----- RECORDS PROVIDED -----
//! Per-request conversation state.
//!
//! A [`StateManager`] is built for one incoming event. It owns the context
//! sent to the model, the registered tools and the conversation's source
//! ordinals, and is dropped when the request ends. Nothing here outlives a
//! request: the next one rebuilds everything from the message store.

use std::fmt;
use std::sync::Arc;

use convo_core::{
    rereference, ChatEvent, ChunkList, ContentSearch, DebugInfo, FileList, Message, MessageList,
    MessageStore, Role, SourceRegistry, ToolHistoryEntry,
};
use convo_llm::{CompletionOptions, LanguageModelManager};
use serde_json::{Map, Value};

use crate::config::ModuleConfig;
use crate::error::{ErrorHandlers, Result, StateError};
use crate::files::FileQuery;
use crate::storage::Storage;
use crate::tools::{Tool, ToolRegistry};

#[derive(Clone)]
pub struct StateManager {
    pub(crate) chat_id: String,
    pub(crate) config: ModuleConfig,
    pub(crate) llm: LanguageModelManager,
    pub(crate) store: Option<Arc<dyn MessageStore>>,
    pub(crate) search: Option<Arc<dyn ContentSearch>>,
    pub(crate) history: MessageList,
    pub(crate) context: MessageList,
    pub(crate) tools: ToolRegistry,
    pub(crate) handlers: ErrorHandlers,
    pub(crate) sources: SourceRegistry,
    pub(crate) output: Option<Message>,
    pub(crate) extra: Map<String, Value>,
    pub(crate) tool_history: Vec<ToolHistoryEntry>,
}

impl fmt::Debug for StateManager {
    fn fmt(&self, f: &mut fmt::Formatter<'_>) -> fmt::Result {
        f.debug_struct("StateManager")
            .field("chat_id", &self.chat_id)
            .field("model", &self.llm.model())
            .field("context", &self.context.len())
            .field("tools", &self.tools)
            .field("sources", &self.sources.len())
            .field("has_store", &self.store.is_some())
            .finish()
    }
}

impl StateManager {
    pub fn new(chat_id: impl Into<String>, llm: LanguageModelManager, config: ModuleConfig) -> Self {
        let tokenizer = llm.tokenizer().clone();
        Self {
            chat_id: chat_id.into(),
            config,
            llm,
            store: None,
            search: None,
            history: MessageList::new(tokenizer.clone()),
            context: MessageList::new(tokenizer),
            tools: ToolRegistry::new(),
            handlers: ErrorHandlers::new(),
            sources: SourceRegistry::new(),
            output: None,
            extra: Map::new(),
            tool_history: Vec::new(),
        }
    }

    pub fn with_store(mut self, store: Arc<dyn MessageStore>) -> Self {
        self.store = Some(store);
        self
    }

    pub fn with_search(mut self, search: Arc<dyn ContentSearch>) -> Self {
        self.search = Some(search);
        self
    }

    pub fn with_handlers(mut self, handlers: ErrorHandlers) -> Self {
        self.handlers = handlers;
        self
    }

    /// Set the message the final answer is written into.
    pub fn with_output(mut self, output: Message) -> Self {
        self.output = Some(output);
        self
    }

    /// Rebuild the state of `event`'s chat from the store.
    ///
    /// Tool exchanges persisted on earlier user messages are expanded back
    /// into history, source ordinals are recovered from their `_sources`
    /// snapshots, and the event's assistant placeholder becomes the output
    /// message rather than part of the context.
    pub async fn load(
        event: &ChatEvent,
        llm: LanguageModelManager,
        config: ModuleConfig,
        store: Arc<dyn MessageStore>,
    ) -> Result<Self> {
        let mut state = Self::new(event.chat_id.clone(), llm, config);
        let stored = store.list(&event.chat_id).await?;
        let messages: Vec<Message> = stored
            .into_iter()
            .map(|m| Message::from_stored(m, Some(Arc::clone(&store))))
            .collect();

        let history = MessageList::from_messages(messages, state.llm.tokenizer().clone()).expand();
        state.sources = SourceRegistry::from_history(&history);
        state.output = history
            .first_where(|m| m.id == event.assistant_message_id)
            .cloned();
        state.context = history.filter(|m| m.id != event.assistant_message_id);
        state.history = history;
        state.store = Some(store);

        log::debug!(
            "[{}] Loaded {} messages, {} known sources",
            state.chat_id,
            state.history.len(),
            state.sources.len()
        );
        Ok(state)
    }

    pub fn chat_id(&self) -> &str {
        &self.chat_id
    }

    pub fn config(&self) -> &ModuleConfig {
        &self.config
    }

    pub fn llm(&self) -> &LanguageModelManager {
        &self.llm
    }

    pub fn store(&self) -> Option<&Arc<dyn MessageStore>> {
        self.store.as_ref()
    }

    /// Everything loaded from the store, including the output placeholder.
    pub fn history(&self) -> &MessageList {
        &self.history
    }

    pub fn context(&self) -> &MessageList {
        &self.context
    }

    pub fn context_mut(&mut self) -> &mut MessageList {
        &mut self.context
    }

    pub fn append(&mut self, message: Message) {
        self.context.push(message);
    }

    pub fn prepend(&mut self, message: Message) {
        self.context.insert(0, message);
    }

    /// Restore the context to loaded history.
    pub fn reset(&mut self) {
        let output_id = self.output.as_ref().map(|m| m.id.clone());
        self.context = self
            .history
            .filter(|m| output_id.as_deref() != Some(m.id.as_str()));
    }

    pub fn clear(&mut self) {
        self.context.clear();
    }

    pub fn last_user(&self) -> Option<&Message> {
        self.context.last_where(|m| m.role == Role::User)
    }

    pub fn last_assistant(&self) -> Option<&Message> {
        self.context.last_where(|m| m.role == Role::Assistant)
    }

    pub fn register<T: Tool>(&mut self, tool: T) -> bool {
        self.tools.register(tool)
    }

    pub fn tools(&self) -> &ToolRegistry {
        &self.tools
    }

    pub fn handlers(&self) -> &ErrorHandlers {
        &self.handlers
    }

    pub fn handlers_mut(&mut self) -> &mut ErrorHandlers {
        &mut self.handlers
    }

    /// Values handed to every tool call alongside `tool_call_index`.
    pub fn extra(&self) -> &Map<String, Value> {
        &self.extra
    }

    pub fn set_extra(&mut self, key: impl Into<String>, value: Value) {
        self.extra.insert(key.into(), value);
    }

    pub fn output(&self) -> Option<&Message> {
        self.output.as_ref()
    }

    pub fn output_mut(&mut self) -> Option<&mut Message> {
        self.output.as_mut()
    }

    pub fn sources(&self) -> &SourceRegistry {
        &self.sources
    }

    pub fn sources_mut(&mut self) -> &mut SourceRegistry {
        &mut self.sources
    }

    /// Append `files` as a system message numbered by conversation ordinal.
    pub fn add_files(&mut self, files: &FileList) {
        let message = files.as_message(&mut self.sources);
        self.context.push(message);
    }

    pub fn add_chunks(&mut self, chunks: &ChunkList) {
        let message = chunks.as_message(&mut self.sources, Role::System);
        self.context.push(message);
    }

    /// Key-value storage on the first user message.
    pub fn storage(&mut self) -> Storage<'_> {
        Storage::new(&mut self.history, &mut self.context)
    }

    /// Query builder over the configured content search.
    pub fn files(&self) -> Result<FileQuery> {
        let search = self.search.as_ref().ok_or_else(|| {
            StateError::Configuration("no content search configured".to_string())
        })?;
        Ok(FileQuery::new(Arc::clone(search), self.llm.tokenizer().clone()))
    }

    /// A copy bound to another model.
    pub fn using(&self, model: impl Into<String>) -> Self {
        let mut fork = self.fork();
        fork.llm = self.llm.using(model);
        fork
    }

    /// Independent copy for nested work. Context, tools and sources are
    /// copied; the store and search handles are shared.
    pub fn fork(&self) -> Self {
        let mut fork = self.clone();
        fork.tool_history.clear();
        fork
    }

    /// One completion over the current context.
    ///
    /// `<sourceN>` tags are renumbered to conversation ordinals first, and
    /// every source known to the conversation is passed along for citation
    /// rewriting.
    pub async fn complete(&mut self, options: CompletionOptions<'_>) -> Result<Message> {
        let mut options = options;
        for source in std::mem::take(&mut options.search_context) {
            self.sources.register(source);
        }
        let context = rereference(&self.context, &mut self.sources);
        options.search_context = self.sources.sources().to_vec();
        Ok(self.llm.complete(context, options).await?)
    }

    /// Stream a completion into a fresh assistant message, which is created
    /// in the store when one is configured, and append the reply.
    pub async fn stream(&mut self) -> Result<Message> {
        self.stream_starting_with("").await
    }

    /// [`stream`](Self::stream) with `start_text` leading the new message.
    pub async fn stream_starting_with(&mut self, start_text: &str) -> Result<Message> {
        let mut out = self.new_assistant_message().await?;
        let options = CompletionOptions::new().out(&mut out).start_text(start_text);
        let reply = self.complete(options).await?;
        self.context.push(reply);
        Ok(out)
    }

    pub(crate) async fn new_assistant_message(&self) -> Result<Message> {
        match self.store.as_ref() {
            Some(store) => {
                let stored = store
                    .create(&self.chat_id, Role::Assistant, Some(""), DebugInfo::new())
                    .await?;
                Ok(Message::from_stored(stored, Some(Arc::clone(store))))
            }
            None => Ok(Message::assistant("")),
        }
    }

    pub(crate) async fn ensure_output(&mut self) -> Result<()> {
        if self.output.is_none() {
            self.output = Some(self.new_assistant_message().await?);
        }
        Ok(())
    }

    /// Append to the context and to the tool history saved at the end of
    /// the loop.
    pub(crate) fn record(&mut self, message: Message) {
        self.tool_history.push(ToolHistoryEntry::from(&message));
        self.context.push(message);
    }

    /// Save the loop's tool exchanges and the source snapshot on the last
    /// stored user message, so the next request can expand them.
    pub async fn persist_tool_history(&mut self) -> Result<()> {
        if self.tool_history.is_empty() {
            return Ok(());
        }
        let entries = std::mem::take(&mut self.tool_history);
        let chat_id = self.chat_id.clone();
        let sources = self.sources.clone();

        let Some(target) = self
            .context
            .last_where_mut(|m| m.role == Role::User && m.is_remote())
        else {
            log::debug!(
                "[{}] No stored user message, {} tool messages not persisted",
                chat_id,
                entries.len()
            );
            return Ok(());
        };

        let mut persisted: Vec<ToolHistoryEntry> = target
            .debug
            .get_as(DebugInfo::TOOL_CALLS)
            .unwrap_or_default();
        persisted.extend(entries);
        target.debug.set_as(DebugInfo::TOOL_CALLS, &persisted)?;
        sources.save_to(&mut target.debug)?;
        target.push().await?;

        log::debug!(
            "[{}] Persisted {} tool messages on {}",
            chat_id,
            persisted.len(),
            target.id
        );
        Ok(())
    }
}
-----
----- RECORDS PROVIDED -----
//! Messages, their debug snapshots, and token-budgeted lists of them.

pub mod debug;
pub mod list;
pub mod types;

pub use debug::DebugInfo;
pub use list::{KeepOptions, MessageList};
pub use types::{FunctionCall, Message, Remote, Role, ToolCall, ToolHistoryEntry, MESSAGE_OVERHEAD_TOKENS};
-----
----- RECORDS PROVIDED -----
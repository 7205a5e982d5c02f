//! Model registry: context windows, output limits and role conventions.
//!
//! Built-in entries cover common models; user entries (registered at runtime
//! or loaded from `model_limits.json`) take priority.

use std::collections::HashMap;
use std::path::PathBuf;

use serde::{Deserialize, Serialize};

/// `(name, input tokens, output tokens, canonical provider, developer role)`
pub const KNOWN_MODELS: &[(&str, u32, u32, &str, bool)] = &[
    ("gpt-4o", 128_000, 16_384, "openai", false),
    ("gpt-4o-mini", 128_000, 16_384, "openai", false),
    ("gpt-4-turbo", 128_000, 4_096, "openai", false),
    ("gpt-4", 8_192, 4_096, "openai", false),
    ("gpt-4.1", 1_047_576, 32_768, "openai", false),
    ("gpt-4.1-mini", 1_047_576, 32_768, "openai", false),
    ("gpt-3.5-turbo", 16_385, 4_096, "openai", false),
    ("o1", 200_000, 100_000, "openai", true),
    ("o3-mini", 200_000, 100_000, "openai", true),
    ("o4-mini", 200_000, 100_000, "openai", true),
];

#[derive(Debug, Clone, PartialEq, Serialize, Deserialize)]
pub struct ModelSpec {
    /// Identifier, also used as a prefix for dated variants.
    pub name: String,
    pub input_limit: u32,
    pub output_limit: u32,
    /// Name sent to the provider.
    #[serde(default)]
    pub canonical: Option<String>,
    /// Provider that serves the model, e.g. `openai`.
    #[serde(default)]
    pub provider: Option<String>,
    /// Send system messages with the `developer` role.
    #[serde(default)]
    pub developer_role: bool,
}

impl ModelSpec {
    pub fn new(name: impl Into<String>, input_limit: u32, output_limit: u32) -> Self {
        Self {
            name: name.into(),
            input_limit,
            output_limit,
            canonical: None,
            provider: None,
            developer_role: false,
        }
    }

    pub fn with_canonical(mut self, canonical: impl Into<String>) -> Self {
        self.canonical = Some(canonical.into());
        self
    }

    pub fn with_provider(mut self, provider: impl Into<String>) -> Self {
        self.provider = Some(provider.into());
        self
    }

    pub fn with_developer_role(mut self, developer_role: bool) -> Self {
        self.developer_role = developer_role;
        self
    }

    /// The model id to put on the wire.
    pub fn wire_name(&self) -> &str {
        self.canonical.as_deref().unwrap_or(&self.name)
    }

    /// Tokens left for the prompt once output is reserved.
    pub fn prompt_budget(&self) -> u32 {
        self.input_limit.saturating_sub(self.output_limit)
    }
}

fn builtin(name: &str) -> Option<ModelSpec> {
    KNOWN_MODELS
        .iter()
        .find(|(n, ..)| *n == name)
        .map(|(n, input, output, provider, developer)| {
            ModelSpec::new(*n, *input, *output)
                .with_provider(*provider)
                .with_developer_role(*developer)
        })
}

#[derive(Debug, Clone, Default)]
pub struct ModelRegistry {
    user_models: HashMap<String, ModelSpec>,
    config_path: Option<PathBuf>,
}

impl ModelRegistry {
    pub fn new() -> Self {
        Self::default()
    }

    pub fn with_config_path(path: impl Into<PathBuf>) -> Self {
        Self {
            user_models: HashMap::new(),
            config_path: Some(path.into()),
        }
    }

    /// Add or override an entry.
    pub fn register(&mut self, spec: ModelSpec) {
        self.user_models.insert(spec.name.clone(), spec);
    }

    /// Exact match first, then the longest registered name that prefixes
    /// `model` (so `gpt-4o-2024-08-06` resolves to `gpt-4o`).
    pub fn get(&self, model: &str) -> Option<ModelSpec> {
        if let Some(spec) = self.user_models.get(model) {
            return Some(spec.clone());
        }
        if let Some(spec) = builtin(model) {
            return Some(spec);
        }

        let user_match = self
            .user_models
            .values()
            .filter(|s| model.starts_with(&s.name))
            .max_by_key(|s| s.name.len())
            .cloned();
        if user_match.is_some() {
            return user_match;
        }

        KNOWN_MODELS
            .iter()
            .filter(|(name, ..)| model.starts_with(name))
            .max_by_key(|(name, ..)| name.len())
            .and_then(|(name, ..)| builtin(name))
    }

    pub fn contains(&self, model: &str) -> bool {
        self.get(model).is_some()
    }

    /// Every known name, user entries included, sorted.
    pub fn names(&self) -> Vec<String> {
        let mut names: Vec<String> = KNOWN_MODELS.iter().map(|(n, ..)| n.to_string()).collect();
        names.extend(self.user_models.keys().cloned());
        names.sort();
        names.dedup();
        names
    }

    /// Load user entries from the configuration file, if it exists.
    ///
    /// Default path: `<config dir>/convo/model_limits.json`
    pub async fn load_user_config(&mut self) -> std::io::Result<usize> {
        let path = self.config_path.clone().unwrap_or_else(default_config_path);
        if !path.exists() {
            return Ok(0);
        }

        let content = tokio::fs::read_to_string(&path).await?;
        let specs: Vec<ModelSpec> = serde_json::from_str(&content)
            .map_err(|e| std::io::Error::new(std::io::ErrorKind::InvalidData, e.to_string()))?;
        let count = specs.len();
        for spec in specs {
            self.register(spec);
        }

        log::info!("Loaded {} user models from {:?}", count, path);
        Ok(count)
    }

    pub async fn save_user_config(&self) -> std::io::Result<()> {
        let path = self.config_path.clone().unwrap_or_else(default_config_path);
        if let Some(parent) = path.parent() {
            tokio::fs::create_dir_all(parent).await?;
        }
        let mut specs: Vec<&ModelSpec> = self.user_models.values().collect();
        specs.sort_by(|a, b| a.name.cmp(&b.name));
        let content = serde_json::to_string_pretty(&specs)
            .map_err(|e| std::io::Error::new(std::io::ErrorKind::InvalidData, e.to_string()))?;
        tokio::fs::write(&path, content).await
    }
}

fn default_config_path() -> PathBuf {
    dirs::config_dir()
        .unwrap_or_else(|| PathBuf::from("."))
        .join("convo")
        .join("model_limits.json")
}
-----
Return all lines in the entries above that carry the word "HashMap".

OUTPUT FOR THIS EXERCISE:
use std::collections::HashMap;
    user_models: HashMap<String, ModelSpec>,
            user_models: HashMap::new(),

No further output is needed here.